Le premier acte majeur de démobilisation a été l’assassinat de Chris Hani, chef du parti communiste d’Afrique du Sud et chef de cabinet d’uMkhonto we Sizwe , le bras armé du Congrès national africain (ANC). Il a été assassiné par Janusz Waluś , un immigrant polonais, membre de l’organisation d’extrême droite AWB (Afrikaner Weerstandsbeweging -Mouvement de résistance afrikaner). L’assassinat de Chris Hani a provoqué un émoi national et est survenu à un moment fort des luttes contre l’apartheid.

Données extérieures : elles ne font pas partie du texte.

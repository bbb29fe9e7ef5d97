//! One-line statistics over a trajectory.

use crate::model::TrajectoryPoint;

#[derive(Debug, Clone, PartialEq, Default)]
pub struct TrajectorySummary {
    pub samples: usize,
    /// Time span from the first to the last sample.
    pub duration: f64,
    pub mean_error: f64,
    pub max_error: f64,
    pub final_error: f64,
    pub min_confidence: f64,
    pub final_confidence: f64,
    pub jammed_samples: usize,
}

/// `None` for an empty trajectory.
pub fn summarize(trajectory: &[TrajectoryPoint]) -> Option<TrajectorySummary> {
    let first = trajectory.first()?;
    let last = trajectory.last()?;

    let error_sum: f64 = trajectory.iter().map(|p| p.error).sum();
    let max_error = trajectory.iter().map(|p| p.error).fold(f64::MIN, f64::max);
    let min_confidence = trajectory
        .iter()
        .map(|p| p.confidence)
        .fold(f64::MAX, f64::min);

    Some(TrajectorySummary {
        samples: trajectory.len(),
        duration: last.time - first.time,
        mean_error: error_sum / trajectory.len() as f64,
        max_error,
        final_error: last.error,
        min_confidence,
        final_confidence: last.confidence,
        jammed_samples: trajectory.iter().filter(|p| p.is_jammed()).count(),
    })
}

Le corps de Hani a été pleuré au stade de la First National Bank à Soweto. Les bus, les taxis et tout autre véhicule ont été confisqués lors de tentatives de déplacement entre le stade et le lieu d’inhumation. Lors de la veillée nocturne organisée à la mémoire de Hani, des foules composées de jeunes noirs mirent le feu aux maisons voisines et attaquèrent les voitures qui passaient[2].

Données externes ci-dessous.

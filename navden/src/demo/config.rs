//! Demo loop parameters.

use std::time::Duration;

use crate::config::defaults::{
    DEFAULT_JAM_END, DEFAULT_JAM_START, DEFAULT_MEASUREMENT_NOISE, DEFAULT_PROCESS_NOISE,
};
use crate::config::ConfigFile;
use crate::model::{TimeWindow, Vec2};

use super::{
    DEFAULT_ARRIVAL_THRESHOLD, DEFAULT_BLEND, DEFAULT_DT, DEFAULT_GAIN, DEFAULT_MAX_DURATION,
    DEFAULT_TICK_MS,
};

/// Default launch point on the 800×600 planning canvas.
pub const DEFAULT_START: Vec2 = Vec2::new(200.0, 300.0);

/// Default demo route: a loop around the canvas.
pub fn default_waypoints() -> Vec<Vec2> {
    vec![
        Vec2::new(500.0, 150.0),
        Vec2::new(700.0, 400.0),
        Vec2::new(400.0, 550.0),
        Vec2::new(150.0, 450.0),
    ]
}

/// Parameters of one demo run.
#[derive(Debug, Clone, PartialEq)]
pub struct DemoConfig {
    pub dt: f64,
    pub gain: f64,
    pub arrival_threshold: f64,
    pub blend: f64,
    /// GPS noise half-width (R).
    pub gps_noise: f64,
    /// IMU noise half-width (Q).
    pub imu_noise: f64,
    /// `None` means GPS is always available.
    pub jamming: Option<TimeWindow>,
    pub start: Vec2,
    /// Simulated seconds after which the run stops.
    pub max_duration: f64,
    pub tick: Duration,
    pub seed: Option<u64>,
}

impl Default for DemoConfig {
    fn default() -> Self {
        Self {
            dt: DEFAULT_DT,
            gain: DEFAULT_GAIN,
            arrival_threshold: DEFAULT_ARRIVAL_THRESHOLD,
            blend: DEFAULT_BLEND,
            gps_noise: DEFAULT_MEASUREMENT_NOISE,
            imu_noise: DEFAULT_PROCESS_NOISE,
            jamming: Some(TimeWindow::new(DEFAULT_JAM_START, DEFAULT_JAM_END)),
            start: DEFAULT_START,
            max_duration: DEFAULT_MAX_DURATION,
            tick: Duration::from_millis(DEFAULT_TICK_MS),
            seed: None,
        }
    }
}

impl DemoConfig {
    /// Build from the `[demo]`, `[filter]` and `[jamming]` sections.
    pub fn from_config(config: &ConfigFile) -> Self {
        Self {
            dt: config.demo.dt,
            gain: config.demo.gain,
            arrival_threshold: config.demo.arrival_threshold,
            blend: config.demo.blend,
            gps_noise: config.filter.measurement_noise,
            imu_noise: config.filter.process_noise,
            jamming: config.jamming.window(),
            start: DEFAULT_START,
            max_duration: DEFAULT_MAX_DURATION,
            tick: Duration::from_millis(config.demo.tick_ms),
            seed: config.demo.seed,
        }
    }

    pub fn with_start(mut self, start: Vec2) -> Self {
        self.start = start;
        self
    }

    pub fn with_seed(mut self, seed: u64) -> Self {
        self.seed = Some(seed);
        self
    }

    pub fn with_max_duration(mut self, seconds: f64) -> Self {
        self.max_duration = seconds;
        self
    }

    pub fn with_jamming(mut self, jamming: Option<TimeWindow>) -> Self {
        self.jamming = jamming;
        self
    }

    /// True when GPS is denied at simulated time `t`.
    pub fn is_jammed_at(&self, t: f64) -> bool {
        self.jamming.is_some_and(|window| window.contains(t))
    }
}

Au moins deux personnes sont mortes dans ces troubles. Dans l’une des maisons incendiées, un homme blanc, membre de la direction de l’AWB, a été brûlé vif. Et presque tous les grands centres urbains d’Afrique du Sud ont été pillés par des foules en colère. Cela s’est produit lorsque le pays était encore sous la présidence de Frederick de Klerk, du Parti national. Nelson Mandela, principale figure de l’opposition, mais qui négociait déjà avec le régime d’apartheid, est passé à la télévision pour déplorer la mort de Chris Hani, demander le calme et dire aux gens de rester chez eux et de prier pour l’âme de Chris Hani.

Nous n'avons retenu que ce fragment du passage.